= Beginning of Section =
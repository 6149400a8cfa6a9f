// Integration tests for `ApiClient` using wiremock.

#![allow(clippy::unwrap_used)]

use std::net::IpAddr;
use std::sync::Arc;
use std::time::Duration;

use pretty_assertions::assert_eq;
use reqwest::Method;
use secrecy::{ExposeSecret, SecretString};
use serde_json::json;
use wiremock::matchers::{body_json, header, method, path, query_param};
use wiremock::{Mock, MockServer, ResponseTemplate};

use connexa_api::{ApiClient, Error, MemoryTokenStore, SessionStore};

// ── Helpers ─────────────────────────────────────────────────────────

async fn setup() -> (MockServer, ApiClient) {
    let server = MockServer::start().await;
    let session = Arc::new(SessionStore::in_memory());
    let client = ApiClient::with_client(&server.uri(), reqwest::Client::new(), session).unwrap();
    (server, client)
}

async fn setup_authenticated(token: &str) -> (MockServer, ApiClient) {
    let server = MockServer::start().await;
    let session = Arc::new(SessionStore::new(Arc::new(MemoryTokenStore::with_token(
        token,
    ))));
    session.restore();
    let client = ApiClient::with_client(&server.uri(), reqwest::Client::new(), session).unwrap();
    (server, client)
}

// ── Gateway behaviour ───────────────────────────────────────────────

#[tokio::test]
async fn test_request_sends_bearer_and_json_content_type() {
    let (server, client) = setup_authenticated("tok-1").await;

    Mock::given(method("GET"))
        .and(path("/api/v1/nodes/"))
        .and(header("authorization", "Bearer tok-1"))
        .and(header("content-type", "application/json"))
        .respond_with(ResponseTemplate::new(200).set_body_json(json!({ "total": 0, "nodes": [] })))
        .expect(1)
        .mount(&server)
        .await;

    let nodes = client.list_nodes().await.unwrap();
    assert!(nodes.is_empty());
}

#[tokio::test]
async fn test_request_without_session_goes_out_unauthenticated() {
    let (server, client) = setup().await;

    Mock::given(method("GET"))
        .and(path("/api/v1/config/"))
        .respond_with(ResponseTemplate::new(200).set_body_json(json!({ "tor_pool_size": 3 })))
        .mount(&server)
        .await;

    let config = client.get_config().await.unwrap();
    assert_eq!(config.tor_pool_size, 3);

    let requests = server.received_requests().await.unwrap();
    assert_eq!(requests.len(), 1);
    assert!(requests[0].headers.get("authorization").is_none());
    assert_eq!(
        requests[0].headers.get("content-type").unwrap(),
        "application/json"
    );
}

#[tokio::test]
async fn test_error_detail_is_surfaced_verbatim() {
    let (server, client) = setup_authenticated("tok").await;

    Mock::given(method("POST"))
        .and(path("/api/v1/nodes/tor-9/rotate"))
        .respond_with(
            ResponseTemplate::new(404).set_body_json(json!({ "detail": "Node tor-9 not found" })),
        )
        .mount(&server)
        .await;

    let err = client.rotate_node("tor-9").await.unwrap_err();
    match err {
        Error::Request { status, message } => {
            assert_eq!(status, 404);
            assert_eq!(message, "Node tor-9 not found");
        }
        other => panic!("expected Request error, got {other:?}"),
    }
}

#[tokio::test]
async fn test_unparsable_error_body_uses_fallback_message() {
    let (server, client) = setup_authenticated("tok").await;

    Mock::given(method("POST"))
        .and(path("/api/v1/config/firewall/apply"))
        .respond_with(ResponseTemplate::new(500).set_body_string("Internal Server Error"))
        .mount(&server)
        .await;

    let err = client.apply_firewall().await.unwrap_err();
    assert!(
        matches!(err, Error::Request { status: 500, ref message } if message == "Request failed"),
        "got {err:?}"
    );
}

#[tokio::test]
async fn test_unparsable_success_body_is_empty_object() {
    let (server, client) = setup_authenticated("tok").await;

    Mock::given(method("POST"))
        .and(path("/api/v1/nodes/rotate"))
        .respond_with(ResponseTemplate::new(200).set_body_string("OK"))
        .mount(&server)
        .await;

    let value = client
        .request(Method::POST, "nodes/rotate", None, None)
        .await
        .unwrap();
    assert_eq!(value, json!({}));

    let ack = client.rotate_all_nodes().await.unwrap();
    assert!(ack.message.is_none());
}

#[tokio::test]
async fn test_401_clears_session() {
    let (server, client) = setup_authenticated("stale").await;
    assert!(client.session().is_authenticated());

    Mock::given(method("GET"))
        .and(path("/api/v1/nodes/stats/summary"))
        .respond_with(
            ResponseTemplate::new(401).set_body_json(json!({ "detail": "Could not validate credentials" })),
        )
        .mount(&server)
        .await;

    let err = client.node_stats().await.unwrap_err();
    assert!(err.is_auth_expired());
    assert!(!client.session().is_authenticated());
}

#[tokio::test]
async fn test_401_for_previous_session_keeps_the_new_one() {
    let (server, client) = setup_authenticated("old").await;

    Mock::given(method("GET"))
        .and(path("/api/v1/nodes/stats/summary"))
        .respond_with(
            ResponseTemplate::new(401)
                .set_body_json(json!({ "detail": "Could not validate credentials" }))
                .set_delay(Duration::from_millis(200)),
        )
        .mount(&server)
        .await;

    let pending = {
        let client = client.clone();
        tokio::spawn(async move { client.node_stats().await })
    };
    tokio::time::sleep(Duration::from_millis(50)).await;
    client.session().set_token(SecretString::from("new".to_owned()));

    let err = pending.await.unwrap().unwrap_err();
    assert!(matches!(err, Error::StaleSession), "got {err:?}");
    assert!(!err.is_auth_expired());
    assert_eq!(
        client.session().current().unwrap().expose_secret(),
        "new"
    );
}

#[tokio::test]
async fn test_shape_mismatch_is_deserialization_error() {
    let (server, client) = setup_authenticated("tok").await;

    Mock::given(method("GET"))
        .and(path("/api/v1/export/tokens"))
        .respond_with(ResponseTemplate::new(200).set_body_json(json!({ "tokens": "nope" })))
        .mount(&server)
        .await;

    let err = client.list_export_tokens().await.unwrap_err();
    assert!(matches!(err, Error::Deserialization { .. }), "got {err:?}");
}

// ── Auth ────────────────────────────────────────────────────────────

#[tokio::test]
async fn test_login_stores_token() {
    let (server, client) = setup().await;

    Mock::given(method("POST"))
        .and(path("/api/v1/auth/login"))
        .and(body_json(json!({ "username": "admin", "password": "pw" })))
        .respond_with(ResponseTemplate::new(200).set_body_json(json!({
            "access_token": "fresh",
            "token_type": "bearer",
            "require_password_change": true
        })))
        .mount(&server)
        .await;

    let outcome = client
        .login("admin", &SecretString::from("pw".to_owned()), None)
        .await
        .unwrap();

    assert!(outcome.require_password_change);
    assert_eq!(
        client.session().current().as_ref().map(|t| t.expose_secret()),
        Some("fresh")
    );
}

#[tokio::test]
async fn test_login_two_factor_prompt() {
    let (server, client) = setup().await;

    Mock::given(method("POST"))
        .and(path("/api/v1/auth/login"))
        .respond_with(
            ResponseTemplate::new(400).set_body_json(json!({ "detail": "2FA token required" })),
        )
        .mount(&server)
        .await;

    let err = client
        .login("admin", &SecretString::from("pw".to_owned()), None)
        .await
        .unwrap_err();
    assert!(matches!(err, Error::TwoFactorRequired), "got {err:?}");
    assert!(!client.session().is_authenticated());
}

#[tokio::test]
async fn test_login_bad_credentials_is_authentication_error() {
    let (server, client) = setup().await;

    Mock::given(method("POST"))
        .and(path("/api/v1/auth/login"))
        .respond_with(
            ResponseTemplate::new(401)
                .set_body_json(json!({ "detail": "Incorrect username or password" })),
        )
        .mount(&server)
        .await;

    let err = client
        .login("admin", &SecretString::from("bad".to_owned()), None)
        .await
        .unwrap_err();
    match err {
        Error::Authentication { message } => {
            assert_eq!(message, "Incorrect username or password");
        }
        other => panic!("expected Authentication error, got {other:?}"),
    }
}

#[tokio::test]
async fn test_login_rejected_totp_is_authentication_error() {
    let (server, client) = setup().await;

    Mock::given(method("POST"))
        .and(path("/api/v1/auth/login"))
        .and(body_json(json!({
            "username": "admin",
            "password": "pw",
            "totp_token": "000000"
        })))
        .respond_with(
            ResponseTemplate::new(401).set_body_json(json!({ "detail": "Invalid 2FA token" })),
        )
        .mount(&server)
        .await;

    let err = client
        .login("admin", &SecretString::from("pw".to_owned()), Some("000000"))
        .await
        .unwrap_err();
    assert!(matches!(err, Error::Authentication { .. }), "got {err:?}");
}

// ── Resources ───────────────────────────────────────────────────────

#[tokio::test]
async fn test_scale_sends_query_parameter() {
    let (server, client) = setup_authenticated("tok").await;

    Mock::given(method("POST"))
        .and(path("/api/v1/nodes/scale"))
        .and(query_param("new_size", "12"))
        .respond_with(ResponseTemplate::new(200).set_body_json(json!({
            "message": "Pool scaled to 12 nodes",
            "new_size": 12
        })))
        .expect(1)
        .mount(&server)
        .await;

    let ack = client.scale_pool(12).await.unwrap();
    assert_eq!(ack.message.as_deref(), Some("Pool scaled to 12 nodes"));
}

#[tokio::test]
async fn test_countries_are_comma_joined() {
    let (server, client) = setup_authenticated("tok").await;

    Mock::given(method("POST"))
        .and(path("/api/v1/config/tor/countries"))
        .and(body_json(json!({ "countries": "DE,US", "strict_nodes": true })))
        .respond_with(ResponseTemplate::new(200).set_body_json(json!({ "message": "ok" })))
        .expect(1)
        .mount(&server)
        .await;

    client.set_countries(&["DE", "US"], true).await.unwrap();
}

#[tokio::test]
async fn test_whitelist_add_and_remove_paths() {
    let (server, client) = setup_authenticated("tok").await;
    let ip: IpAddr = "203.0.113.7".parse().unwrap();

    Mock::given(method("POST"))
        .and(path("/api/v1/config/whitelist"))
        .and(body_json(json!({ "ip": "203.0.113.7" })))
        .respond_with(ResponseTemplate::new(200).set_body_json(json!({ "message": "added" })))
        .expect(1)
        .mount(&server)
        .await;

    Mock::given(method("DELETE"))
        .and(path("/api/v1/config/whitelist/203.0.113.7"))
        .respond_with(ResponseTemplate::new(200).set_body_json(json!({ "message": "removed" })))
        .expect(1)
        .mount(&server)
        .await;

    client.add_whitelist_entry(ip).await.unwrap();
    client.remove_whitelist_entry(ip).await.unwrap();
}

#[tokio::test]
async fn test_export_token_lifecycle() {
    let (server, client) = setup_authenticated("tok").await;

    Mock::given(method("POST"))
        .and(path("/api/v1/export/tokens"))
        .and(body_json(json!({ "description": "grafana" })))
        .respond_with(ResponseTemplate::new(200).set_body_json(json!({
            "token": "raw-secret",
            "expires_at": "2025-12-31T23:59:59",
            "description": "grafana"
        })))
        .mount(&server)
        .await;

    Mock::given(method("DELETE"))
        .and(path("/api/v1/export/tokens/7"))
        .respond_with(ResponseTemplate::new(200).set_body_json(json!({ "message": "Token revoked" })))
        .expect(1)
        .mount(&server)
        .await;

    let created = client.create_export_token(Some("grafana")).await.unwrap();
    assert_eq!(created.token, "raw-secret");
    assert_eq!(created.description.as_deref(), Some("grafana"));

    let ack = client.revoke_export_token(7).await.unwrap();
    assert_eq!(ack.message.as_deref(), Some("Token revoked"));
}

#[tokio::test]
async fn test_logs_limit_query() {
    let (server, client) = setup_authenticated("tok").await;

    Mock::given(method("GET"))
        .and(path("/api/v1/logs"))
        .and(query_param("limit", "50"))
        .respond_with(ResponseTemplate::new(200).set_body_json(json!({
            "logs": [{
                "event_type": "login_success",
                "severity": "info",
                "username": "admin",
                "message": "Login successful",
                "created_at": "2025-01-02T03:04:05"
            }]
        })))
        .mount(&server)
        .await;

    let logs = client.list_logs(50).await.unwrap();
    assert_eq!(logs.len(), 1);
    assert_eq!(logs[0].event_type, "login_success");
    assert_eq!(logs[0].username.as_deref(), Some("admin"));
}

#[tokio::test]
async fn test_two_factor_enrollment() {
    let (server, client) = setup_authenticated("tok").await;

    Mock::given(method("POST"))
        .and(path("/api/v1/auth/setup-2fa"))
        .and(header("authorization", "Bearer tok"))
        .respond_with(ResponseTemplate::new(200).set_body_json(json!({
            "secret": "JBSWY3DPEHPK3PXP",
            "qr_code": "data:image/png;base64,AAAA",
            "uri": "otpauth://totp/Connexa:admin?secret=JBSWY3DPEHPK3PXP&issuer=Connexa",
        })))
        .expect(1)
        .mount(&server)
        .await;
    Mock::given(method("POST"))
        .and(path("/api/v1/auth/verify-2fa"))
        .and(query_param("totp_token", "123456"))
        .respond_with(
            ResponseTemplate::new(200).set_body_json(json!({ "message": "2FA enabled successfully" })),
        )
        .expect(1)
        .mount(&server)
        .await;

    let setup = client.setup_two_factor().await.unwrap();
    assert_eq!(setup.secret, "JBSWY3DPEHPK3PXP");
    assert!(setup.uri.starts_with("otpauth://totp/"));

    let ack = client.verify_two_factor("123456").await.unwrap();
    assert_eq!(ack.message.as_deref(), Some("2FA enabled successfully"));
}

#[tokio::test]
async fn test_two_factor_verify_rejection_keeps_session() {
    let (server, client) = setup_authenticated("tok").await;

    Mock::given(method("POST"))
        .and(path("/api/v1/auth/verify-2fa"))
        .respond_with(
            ResponseTemplate::new(400).set_body_json(json!({ "detail": "Invalid TOTP token" })),
        )
        .mount(&server)
        .await;

    let err = client.verify_two_factor("000000").await.unwrap_err();
    assert!(
        matches!(err, Error::Request { status: 400, ref message } if message == "Invalid TOTP token")
    );
    assert!(client.session().is_authenticated());
}

#[tokio::test]
async fn test_metrics_summary() {
    let (server, client) = setup_authenticated("tok").await;

    Mock::given(method("GET"))
        .and(path("/api/v1/metrics/"))
        .respond_with(ResponseTemplate::new(200).set_body_json(json!({
            "nodes": { "total": 4, "healthy": 3, "unhealthy": 1, "health_percentage": 75.0 },
        })))
        .mount(&server)
        .await;

    let metrics = client.metrics().await.unwrap();
    assert_eq!(metrics.nodes.total, 4);
    assert_eq!(metrics.nodes.unhealthy, 1);
    assert!((metrics.nodes.health_percentage - 75.0).abs() < f64::EPSILON);
}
= End of Section =
Please return each line of the data above in which the word "Duration" occurs.

use std::time::Duration;
                .set_delay(Duration::from_millis(200)),
    tokio::time::sleep(Duration::from_millis(50)).await;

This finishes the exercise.